- Birth name: Makhosini Henry Xaba
- Born: 12 June 1974 (age 51)
- Origin: South Africa
- Genres: Pop
- Occupation: Singer

= Joe Nina =

South African singer (born 1974)

Makhosini Henry Xaba (born 12 June 1974), better known by stage name Joe Nina, is a popular South African singer.

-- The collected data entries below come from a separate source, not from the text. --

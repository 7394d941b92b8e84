/// Data channel lifecycle between two loopback peers.
use std::sync::Arc;
use std::time::Duration;

use anyhow::Result;
use bytes::Bytes;
use futures::StreamExt;

use rtc_session::api::APIBuilder;
use rtc_session::data_channel::{RTCDataChannelInit, RTCDataChannelState};
use rtc_session::engine::loopback::{LoopbackNetwork, LoopbackOptions};
use rtc_session::error::Error;
use rtc_session::peer_connection::configuration::{RTCConfiguration, RTCConfigurationBuilder};

mod common;
use common::{init_logger, negotiate, within};

const TEST_MESSAGE: &str = "Hello from offer!";
const ECHO_MESSAGE: &str = "Echo from answer!";

#[tokio::test]
async fn test_data_channel_exchange() -> Result<()> {
    init_logger();

    let api = APIBuilder::new().build();
    let offerer = api.new_peer_connection(RTCConfiguration::default())?;
    let answerer = api.new_peer_connection(RTCConfiguration::default())?;
    let mut incoming = answerer.incoming_data_channels()?;

    let chat = offerer
        .create_data_channel(
            "chat",
            Some(RTCDataChannelInit {
                protocol: "chat-v1".to_owned(),
                ..Default::default()
            }),
        )
        .await?;
    assert_eq!(chat.ready_state(), RTCDataChannelState::Connecting);
    assert_eq!(chat.label(), "chat");

    negotiate(&offerer, &answerer).await?;
    within(chat.ready()).await??;

    let remote = within(incoming.next()).await?.expect("incoming data channel");
    assert_eq!(remote.label(), "chat");
    assert_eq!(remote.protocol(), "chat-v1");
    within(remote.ready()).await??;

    let mut received = remote.messages();
    let mut echoed = chat.messages();

    chat.send_text(TEST_MESSAGE)?;
    chat.send(Bytes::from_static(&[1, 2, 3]))?;

    let message = within(received.next()).await?.expect("text message");
    assert!(message.is_string);
    assert_eq!(message.as_text(), Some(TEST_MESSAGE));
    let message = within(received.next()).await?.expect("binary message");
    assert!(!message.is_string);
    assert_eq!(message.data, Bytes::from_static(&[1, 2, 3]));

    remote.send_text(ECHO_MESSAGE)?;
    let message = within(echoed.next()).await?.expect("echo message");
    assert_eq!(message.as_text(), Some(ECHO_MESSAGE));

    Ok(())
}

#[tokio::test]
async fn test_data_channel_opened_after_connect() -> Result<()> {
    init_logger();

    let api = APIBuilder::new().build();
    let offerer = api.new_peer_connection(RTCConfiguration::default())?;
    let answerer = api.new_peer_connection(RTCConfiguration::default())?;
    let mut incoming = answerer.incoming_data_channels()?;

    negotiate(&offerer, &answerer).await?;
    within(offerer.connected()).await??;

    let late = within(offerer.open_data_channel("late", None)).await??;
    assert_eq!(late.ready_state(), RTCDataChannelState::Open);

    let remote = within(incoming.next()).await?.expect("incoming data channel");
    assert_eq!(remote.label(), "late");
    // remote ids never collide with locally opened ones
    assert_ne!(remote.id() % 2, late.id() % 2);

    Ok(())
}

#[tokio::test]
async fn test_message_once() -> Result<()> {
    init_logger();

    let api = APIBuilder::new().build();
    let offerer = api.new_peer_connection(RTCConfiguration::default())?;
    let answerer = api.new_peer_connection(RTCConfiguration::default())?;
    let mut incoming = answerer.incoming_data_channels()?;

    let chat = offerer.create_data_channel("chat", None).await?;
    negotiate(&offerer, &answerer).await?;
    within(chat.ready()).await??;
    let remote = within(incoming.next()).await?.expect("incoming data channel");
    within(remote.ready()).await??;

    let first = remote.message_once();
    chat.send_text("one")?;
    chat.send_text("two")?;
    let message = within(first).await??;
    assert_eq!(message.as_text(), Some("one"));
    let message = within(remote.message_once()).await??;
    assert_eq!(message.as_text(), Some("two"));

    // closing the channel fails waiters and ends subscriptions
    let pending = remote.message_once();
    let mut messages = remote.messages();
    chat.close();
    within(chat.closed()).await?;
    within(remote.closed()).await?;
    match within(pending).await? {
        Err(Error::ErrDataChannelClosed) => {}
        other => panic!("unexpected {other:?}"),
    }
    assert!(within(messages.next()).await?.is_none());
    match within(remote.message_once()).await? {
        Err(Error::ErrDataChannelClosed) => {}
        other => panic!("unexpected {other:?}"),
    }

    // sending on a closed channel does nothing
    chat.send_text("three")?;
    assert_eq!(chat.ready_state(), RTCDataChannelState::Closed);

    Ok(())
}

#[tokio::test]
async fn test_messages_before_subscription_are_kept() -> Result<()> {
    init_logger();

    let api = APIBuilder::new().build();
    let offerer = api.new_peer_connection(RTCConfiguration::default())?;
    let answerer = api.new_peer_connection(RTCConfiguration::default())?;
    let mut incoming = answerer.incoming_data_channels()?;

    let chat = offerer.create_data_channel("chat", None).await?;
    negotiate(&offerer, &answerer).await?;
    within(chat.ready()).await??;
    chat.send_text("hello")?;
    chat.send_text("again")?;

    let remote = within(incoming.next()).await?.expect("incoming data channel");
    tokio::time::sleep(Duration::from_millis(20)).await;

    let mut received = remote.messages();
    let message = within(received.next()).await?.expect("first message");
    assert_eq!(message.as_text(), Some("hello"));
    let message = within(received.next()).await?.expect("second message");
    assert_eq!(message.as_text(), Some("again"));

    // a later subscriber only sees what arrives from now on
    let mut late = remote.messages();
    chat.send_text("live")?;
    assert_eq!(
        within(received.next()).await?.expect("live message").as_text(),
        Some("live")
    );
    assert_eq!(
        within(late.next()).await?.expect("live message").as_text(),
        Some("live")
    );

    // messages nobody took stay readable after the channel closed
    chat.send_text("last words")?;
    drop(received);
    drop(late);
    tokio::time::sleep(Duration::from_millis(20)).await;
    chat.close();
    within(remote.closed()).await?;
    assert_eq!(
        within(remote.message_once()).await??.as_text(),
        Some("last words")
    );

    Ok(())
}

#[tokio::test]
async fn test_send_before_open_is_dropped() -> Result<()> {
    init_logger();

    let api = APIBuilder::new().build();
    let offerer = api.new_peer_connection(RTCConfiguration::default())?;
    let answerer = api.new_peer_connection(RTCConfiguration::default())?;
    let mut incoming = answerer.incoming_data_channels()?;

    let chat = offerer.create_data_channel("chat", None).await?;
    chat.send_text("too early")?;

    negotiate(&offerer, &answerer).await?;
    within(chat.ready()).await??;
    let remote = within(incoming.next()).await?.expect("incoming data channel");
    within(remote.ready()).await??;

    let next = remote.message_once();
    chat.send_text("on time")?;
    assert_eq!(within(next).await??.as_text(), Some("on time"));

    Ok(())
}

#[tokio::test]
async fn test_data_channel_validation() -> Result<()> {
    init_logger();

    let network = LoopbackNetwork::new(LoopbackOptions {
        rejected_labels: vec!["doomed".to_owned()],
        ..Default::default()
    });
    let api = APIBuilder::new()
        .with_engine_factory(Arc::new(network))
        .build();
    let offerer = api.new_peer_connection(
        RTCConfigurationBuilder::new()
            .with_max_message_size(16)
            .build(),
    )?;
    let answerer = api.new_peer_connection(RTCConfiguration::default())?;

    let long_label = "x".repeat(65536);
    let tests = vec![
        (
            "both lifetime and retransmits",
            "reliable",
            RTCDataChannelInit {
                max_packet_life_time: Some(100),
                max_retransmits: Some(3),
                ..Default::default()
            },
            Error::ErrRetransmitsOrPacketLifeTime,
        ),
        (
            "label too long",
            long_label.as_str(),
            RTCDataChannelInit::default(),
            Error::ErrStringSizeLimit,
        ),
    ];
    for (name, label, init, expected) in tests {
        let err = offerer
            .create_data_channel(label, Some(init))
            .await
            .unwrap_err();
        assert_eq!(err, expected, "testCase: {name}");
    }

    let chat = offerer.create_data_channel("chat", None).await?;
    match offerer.create_data_channel("chat", None).await {
        Err(Error::ErrDataChannelLabelInUse(label)) => assert_eq!(label, "chat"),
        other => panic!("unexpected {other:?}"),
    }

    let doomed = offerer.create_data_channel("doomed", None).await?;
    match within(doomed.ready()).await? {
        Err(Error::ErrDataChannelOpen(label)) => assert_eq!(label, "doomed"),
        other => panic!("unexpected {other:?}"),
    }
    within(doomed.closed()).await?;

    negotiate(&offerer, &answerer).await?;
    within(chat.ready()).await??;

    assert_eq!(
        chat.send(vec![0u8; 17]).unwrap_err(),
        Error::ErrOutboundPacketTooLarge
    );
    chat.send(vec![0u8; 16])?;

    Ok(())
}

#[tokio::test]
async fn test_incoming_data_channels_single_subscriber() -> Result<()> {
    init_logger();

    let api = APIBuilder::new().build();
    let pc = api.new_peer_connection(RTCConfiguration::default())?;

    let _incoming = pc.incoming_data_channels()?;
    match pc.incoming_data_channels() {
        Err(Error::ErrAlreadySubscribed) => {}
        other => panic!("unexpected {:?}", other.map(|_| ())),
    }

    Ok(())
}
use std::fmt;

use crate::error::{Error, Result};
use crate::peer_connection::configuration::UNSPECIFIED_STR;
use crate::peer_connection::sdp::RTCSdpType;

#[derive(Default, Debug, Copy, Clone, PartialEq, Eq)]
pub(crate) enum StateChangeOp {
    #[default]
    SetLocal,
    SetRemote,
}

impl fmt::Display for StateChangeOp {
    fn fmt(&self, f: &mut fmt::Formatter<'_>) -> fmt::Result {
        match *self {
            StateChangeOp::SetLocal => write!(f, "SetLocal"),
            StateChangeOp::SetRemote => write!(f, "SetRemote"),
        }
    }
}

/// Indicates the state of the SDP offer/answer exchange, as defined by the
/// W3C `RTCSignalingState`.
///
/// ```text
/// offerer:  Stable -> HaveLocalOffer -> (HaveRemotePranswer) -> Stable
/// answerer: Stable -> HaveRemoteOffer -> (HaveLocalPranswer) -> Stable
/// ```
///
/// [W3C RTCPeerConnection.signalingState]: https://w3c.github.io/webrtc-pc/#dom-peerconnection-signaling-state
#[derive(Default, Debug, Copy, Clone, PartialEq, Eq)]
pub enum RTCSignalingState {
    Unspecified = 0,

    /// No offer/answer exchange is in progress.
    #[default]
    Stable,

    /// A local offer has been applied.
    HaveLocalOffer,

    /// A remote offer has been applied.
    HaveRemoteOffer,

    /// A remote offer and a local provisional answer have been applied.
    HaveLocalPranswer,

    /// A local offer and a remote provisional answer have been applied.
    HaveRemotePranswer,

    Closed,
}

const SIGNALING_STATE_STABLE_STR: &str = "stable";
const SIGNALING_STATE_HAVE_LOCAL_OFFER_STR: &str = "have-local-offer";
const SIGNALING_STATE_HAVE_REMOTE_OFFER_STR: &str = "have-remote-offer";
const SIGNALING_STATE_HAVE_LOCAL_PRANSWER_STR: &str = "have-local-pranswer";
const SIGNALING_STATE_HAVE_REMOTE_PRANSWER_STR: &str = "have-remote-pranswer";
const SIGNALING_STATE_CLOSED_STR: &str = "closed";

impl From<&str> for RTCSignalingState {
    fn from(raw: &str) -> Self {
        match raw {
            SIGNALING_STATE_STABLE_STR => RTCSignalingState::Stable,
            SIGNALING_STATE_HAVE_LOCAL_OFFER_STR => RTCSignalingState::HaveLocalOffer,
            SIGNALING_STATE_HAVE_REMOTE_OFFER_STR => RTCSignalingState::HaveRemoteOffer,
            SIGNALING_STATE_HAVE_LOCAL_PRANSWER_STR => RTCSignalingState::HaveLocalPranswer,
            SIGNALING_STATE_HAVE_REMOTE_PRANSWER_STR => RTCSignalingState::HaveRemotePranswer,
            SIGNALING_STATE_CLOSED_STR => RTCSignalingState::Closed,
            _ => RTCSignalingState::Unspecified,
        }
    }
}

impl fmt::Display for RTCSignalingState {
    fn fmt(&self, f: &mut fmt::Formatter<'_>) -> fmt::Result {
        let s = match *self {
            RTCSignalingState::Stable => SIGNALING_STATE_STABLE_STR,
            RTCSignalingState::HaveLocalOffer => SIGNALING_STATE_HAVE_LOCAL_OFFER_STR,
            RTCSignalingState::HaveRemoteOffer => SIGNALING_STATE_HAVE_REMOTE_OFFER_STR,
            RTCSignalingState::HaveLocalPranswer => SIGNALING_STATE_HAVE_LOCAL_PRANSWER_STR,
            RTCSignalingState::HaveRemotePranswer => SIGNALING_STATE_HAVE_REMOTE_PRANSWER_STR,
            RTCSignalingState::Closed => SIGNALING_STATE_CLOSED_STR,
            RTCSignalingState::Unspecified => UNSPECIFIED_STR,
        };
        write!(f, "{s}")
    }
}

/// The signaling state a successful description application would lead to.
pub(crate) fn proposed_signaling_state(
    op: StateChangeOp,
    sdp_type: RTCSdpType,
) -> RTCSignalingState {
    match (op, sdp_type) {
        (StateChangeOp::SetLocal, RTCSdpType::Offer) => RTCSignalingState::HaveLocalOffer,
        (StateChangeOp::SetRemote, RTCSdpType::Offer) => RTCSignalingState::HaveRemoteOffer,
        (StateChangeOp::SetLocal, RTCSdpType::Pranswer) => RTCSignalingState::HaveLocalPranswer,
        (StateChangeOp::SetRemote, RTCSdpType::Pranswer) => RTCSignalingState::HaveRemotePranswer,
        (_, RTCSdpType::Answer) => RTCSignalingState::Stable,
        _ => RTCSignalingState::Unspecified,
    }
}

pub(crate) fn check_next_signaling_state(
    cur: RTCSignalingState,
    next: RTCSignalingState,
    op: StateChangeOp,
    sdp_type: RTCSdpType,
) -> Result<RTCSignalingState> {
    // Special case for rollbacks
    if sdp_type == RTCSdpType::Rollback && cur == RTCSignalingState::Stable {
        return Err(Error::ErrSignalingStateCannotRollback);
    }

    let valid = match (cur, op, sdp_type, next) {
        // stable->SetLocal(offer)->have-local-offer
        (
            RTCSignalingState::Stable,
            StateChangeOp::SetLocal,
            RTCSdpType::Offer,
            RTCSignalingState::HaveLocalOffer,
        )
        // stable->SetRemote(offer)->have-remote-offer
        | (
            RTCSignalingState::Stable,
            StateChangeOp::SetRemote,
            RTCSdpType::Offer,
            RTCSignalingState::HaveRemoteOffer,
        )
        // have-local-offer->SetRemote(answer)->stable
        | (
            RTCSignalingState::HaveLocalOffer,
            StateChangeOp::SetRemote,
            RTCSdpType::Answer,
            RTCSignalingState::Stable,
        )
        // have-local-offer->SetRemote(pranswer)->have-remote-pranswer
        | (
            RTCSignalingState::HaveLocalOffer,
            StateChangeOp::SetRemote,
            RTCSdpType::Pranswer,
            RTCSignalingState::HaveRemotePranswer,
        )
        // have-remote-pranswer->SetRemote(answer)->stable
        | (
            RTCSignalingState::HaveRemotePranswer,
            StateChangeOp::SetRemote,
            RTCSdpType::Answer,
            RTCSignalingState::Stable,
        )
        // have-remote-offer->SetLocal(answer)->stable
        | (
            RTCSignalingState::HaveRemoteOffer,
            StateChangeOp::SetLocal,
            RTCSdpType::Answer,
            RTCSignalingState::Stable,
        )
        // have-remote-offer->SetLocal(pranswer)->have-local-pranswer
        | (
            RTCSignalingState::HaveRemoteOffer,
            StateChangeOp::SetLocal,
            RTCSdpType::Pranswer,
            RTCSignalingState::HaveLocalPranswer,
        )
        // have-local-pranswer->SetLocal(answer)->stable
        | (
            RTCSignalingState::HaveLocalPranswer,
            StateChangeOp::SetLocal,
            RTCSdpType::Answer,
            RTCSignalingState::Stable,
        ) => true,
        _ => false,
    };

    if valid {
        Ok(next)
    } else {
        Err(Error::ErrSignalingStateProposedTransitionInvalid(format!(
            "from {cur} applying {op} {sdp_type}"
        )))
    }
}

In 1997 he wrote the theme song for, and joined the cast, of Les Blair's Channel Four Films improv comedy film Jump the Gun.

== Early life ==
Xaba was born in Kwa-Thema in the East Rand township, Gauteng province of South Africa.

==Discography==
His first albums in the early 1990s under the aliases T McCool and King Rap, before switching to Joe Nina:
- One Time One Vibe - first album as Joe Nina
- Ding Dong (1994) - featuring hit single "Ding Dong"
- Joy - Kuya Sheshwa La (1996) - featuring hit single "Joy"
- Egogogweni (1998)
- Sbali (1999)
- Mbabasa (2000)
- Nomthandazo (2001)
- Moments (2005) - featuring hit "Ebunzimeni"
- Unchained (2009)
- Back Together 4 Life (2014)'
- Ding Dong — The Greatest Hits At 40

===Singles===
Hit singles include:
- "Ding Dong"
- "Precisely"
- "S'Bali"
- "Zodwa"
- "Pascalina"
- "Maria Podesta"
- "Phuma Kimi".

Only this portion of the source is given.